There is growing evidence that prenatal environment plays a role in the development of schizophrenia.1,2,3,4,5 In particular, studies have implicated Rh incompatibility disease as a risk factor for schizophrenia.2,6,7 Rh incompatibility disease occurs when a mother with RHD [MIM 111680] genotype d/d produces antibodies against fetal blood cells with RHD genotype D/d. This incompatibility can lead to hypoxia and an increase in unconjugated bilirubin,8,9 a neurotoxin that can damage undifferentiated glial cells.10,11 Hypoxia and glial cell damage have been associated with schizophrenia.12,13

Earlier studies could not distinguish between direct child or maternal RHD genotype effects and the effect of RHD maternal–fetal genotype (MFG) incompatibility because they employed study designs that did not allow for explicit modeling of these distinct effects. These studies either classified each pregnancy as Rh incompatible6 or compared Rh-negative mothers to Rh-positive mothers as a proxy for Rh incompatibility;14 individual genotypes were not used.

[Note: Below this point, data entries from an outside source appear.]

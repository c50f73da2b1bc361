//! Service container for dependency injection
//!
//! Wires up all services with their dependencies.

use std::sync::Arc;

use crate::application::services::CategoryService;
use crate::config::Settings;
use crate::infrastructure::traits::{FileSystem, RealFileSystem};

/// Container holding all application services.
pub struct ServiceContainer {
    /// Application settings
    pub settings: Arc<Settings>,

    pub categories: CategoryService,
}

impl ServiceContainer {
    /// Create a new service container with real implementations.
    pub fn new(settings: Settings) -> Self {
        Self::with_deps(settings, Arc::new(RealFileSystem))
    }

    /// Create a service container with custom dependencies (for testing).
    pub fn with_deps(settings: Settings, fs: Arc<dyn FileSystem>) -> Self {
        let settings = Arc::new(settings);
        let categories = CategoryService::new(fs);

        Self {
            settings,
            categories,
        }
    }
}
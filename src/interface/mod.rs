//! Interface layer: CLI wiring.

pub mod cli;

Palmer et al7 used the MFG incompatibility test developed by Sinsheimer et al15 to distinguish between direct child or maternal RHD genotype effects and the effect of RHD MFG incompatibility in case–parent trios from a large Finnish schizophrenic sample.16 The MFG test adapts the log-linear method for estimating genotypic relative risks in the context of case–parent trio data17 to estimate MFG interaction effects. Palmer et al7 found the relative risk associated with RHD MFG incompatibility to be 2.6 (90% CI: 1.1–6.1), consistent with earlier estimates ranging from 2.0 to 2.8.2,6 They found no evidence for direct maternal or fetal RHD genotype effects, nor did they find any evidence for another schizophrenia susceptibility locus in linkage disequilibrium with the RHD locus.

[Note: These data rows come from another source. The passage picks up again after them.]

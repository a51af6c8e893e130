use crate::domain::error::SccError;
use crate::domain::graph::{DirectedGraph, SccResult};
use crate::domain::traits::SccSolver;
use crate::domain::traversal::{depth_first, Visited};
use crate::domain::vertex::{VertexId, VertexName};

/// Second pass of Kosaraju: forward DFS on the original graph, roots taken
/// in decreasing finish time of the reversed graph.
pub struct KosarajuSccSolver;

impl SccSolver for KosarajuSccSolver {
    fn compute(&self, graph: &DirectedGraph, order: &[VertexName]) -> Result<SccResult, SccError> {
        let roots = resolve_order(graph, order)?;
        Ok(collect_components(graph, &roots))
    }
}

impl KosarajuSccSolver {
    /// Runs both passes on `graph`.
    pub fn solve(&self, graph: &DirectedGraph) -> SccResult {
        let order = graph.reverse().finish_order();
        let roots: Vec<VertexId> = order
            .iter()
            .filter_map(|name| graph.id_of(name.as_str()))
            .collect();
        collect_components(graph, &roots)
    }
}

/// Maps `order` onto `graph` ids, rejecting anything but an exact permutation.
fn resolve_order(graph: &DirectedGraph, order: &[VertexName]) -> Result<Vec<VertexId>, SccError> {
    let mut listed = Visited::for_graph(graph);
    let mut roots = Vec::with_capacity(order.len());

    for name in order {
        let id = graph
            .id_of(name.as_str())
            .ok_or_else(|| SccError::UnknownVertex(name.to_string()))?;
        if !listed.insert(id) {
            return Err(SccError::DuplicateVertex(name.to_string()));
        }
        roots.push(id);
    }

    if listed.len() < graph.vertex_count() {
        let missing = graph
            .all_vertices()
            .enumerate()
            .find(|&(i, _)| !listed.contains(VertexId(i)))
            .map(|(_, v)| v.name().to_string())
            .unwrap_or_default();
        return Err(SccError::MissingVertex(missing));
    }

    Ok(roots)
}

fn collect_components(graph: &DirectedGraph, roots: &[VertexId]) -> SccResult {
    let mut visited = Visited::for_graph(graph);
    let mut components: Vec<Vec<VertexName>> = Vec::new();
    let mut cyclic_component: Vec<bool> = Vec::new();

    for &root in roots {
        if visited.contains(root) {
            continue;
        }

        let mut members: Vec<VertexId> = Vec::new();
        depth_first(graph, root, &mut visited, |v| members.push(v), |_| {});

        let cyclic = members.len() > 1 || graph.has_self_loop(members[0]);
        cyclic_component.push(cyclic);
        components.push(
            members
                .iter()
                .map(|&id| graph.vertex(id).name().clone())
                .collect(),
        );
    }

    SccResult {
        components,
        cyclic_component,
    }
}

In this paper, we extend the approach of Palmer et al7 and Sinsheimer et al15 so that nuclear families with any number of siblings can be included in the analysis. The log-linear method cannot be applied to families with diverse structures, so we develop a closely related conditional likelihood model to estimate MFG interaction effects. Not only does this approach enable us to use more of the available data but it also allows us to model the impact of previous incompatible pregnancies on the relative risk of schizophrenia for RHD MFG incompatibility.

Among Rh-negative women, the development of a maternal immune response to fetal blood cells with RHD genotype D/d depends on previous exposure to fetal Rh-positive antigens during pregnancy or delivery. The initial pregnancy rarely leads to Rh incompatibility disease because it takes time for the mother's immune system to develop antibodies after exposure. Furthermore, the incidence of Rh incompatibility disease increases with the number of previous RHD MFG-incompatible pregnancies.18 Consistent with this understanding of the maternal immune response, Hollister et al6 reported that first-born incompatible children had the same rate of schizophrenia as first-born compatible children, while later-born Rh-incompatible children showed a higher rate of schizophrenia than later-born compatible children.

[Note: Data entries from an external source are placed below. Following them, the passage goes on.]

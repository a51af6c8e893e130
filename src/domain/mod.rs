//! Domain layer: pure, synchronous graph types and rules.

pub mod error;
pub mod graph;
pub mod traits;
pub mod traversal;
pub mod vertex;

In Palmer et al7 and in the current paper, Rh incompatibility disease is the hypothesized risk factor for schizophrenia, but is unmeasured. RHD MFG incompatibility serves as a proxy for Rh incompatibility disease, since specific genotype configurations must be present in order for Rh incompatibility disease to occur. Covariates that influence the risk of Rh incompatibility disease, such as the number of previous incompatible pregnancies, should be taken into account. Palmer et al7 addressed this issue by analyzing the youngest affected sibling in each nuclear family – almost all of whom were not the first Rh-positive child born to their mother and were thus likely at similar risk for Rh incompatibility disease and hence schizophrenia. Sample size considerations prevented Palmer et al7 from modeling the risk of schizophrenia as a function of the number of older RHD MFG-incompatible children born to the same mother; we are able to do this because our analysis makes use of all of the siblings' genotypes. We compare several models. One model naively considers all children with RHD MFG incompatibility to be at equal risk for Rh incompatibility disease. Another considers only those children with an older RHD MFG-incompatible sibling to be at equal risk for Rh incompatibility disease. The remaining models assume that the relative risk associated with RHD MFG incompatibility differs with the number of older RHD MFG incompatible children.

Materials and methods

Subjects

The Finnish schizophrenia study from which our sample is drawn has been described in detail elsewhere.16 Briefly, individuals with schizophrenia born between 1940 and 1969 (the probands) and their first-degree relatives were identified through nationwide health and population registers. Two psychiatrists or psychiatric residents made independent DSM-IV best-estimate lifetime diagnoses from all available inpatient and outpatient records for probands and their relatives. Individuals were considered affected if they had a diagnosis of schizophrenia, schizoaffective psychosis disorder or schizophrenia spectrum disorder. Owing to the difficulty in determining whether an individual is truly unaffected, all unaffecteds are given a disease status of unknown. We selected all affected individuals with at least one genotyped parent and their genotyped unaffected siblings for the current analyses.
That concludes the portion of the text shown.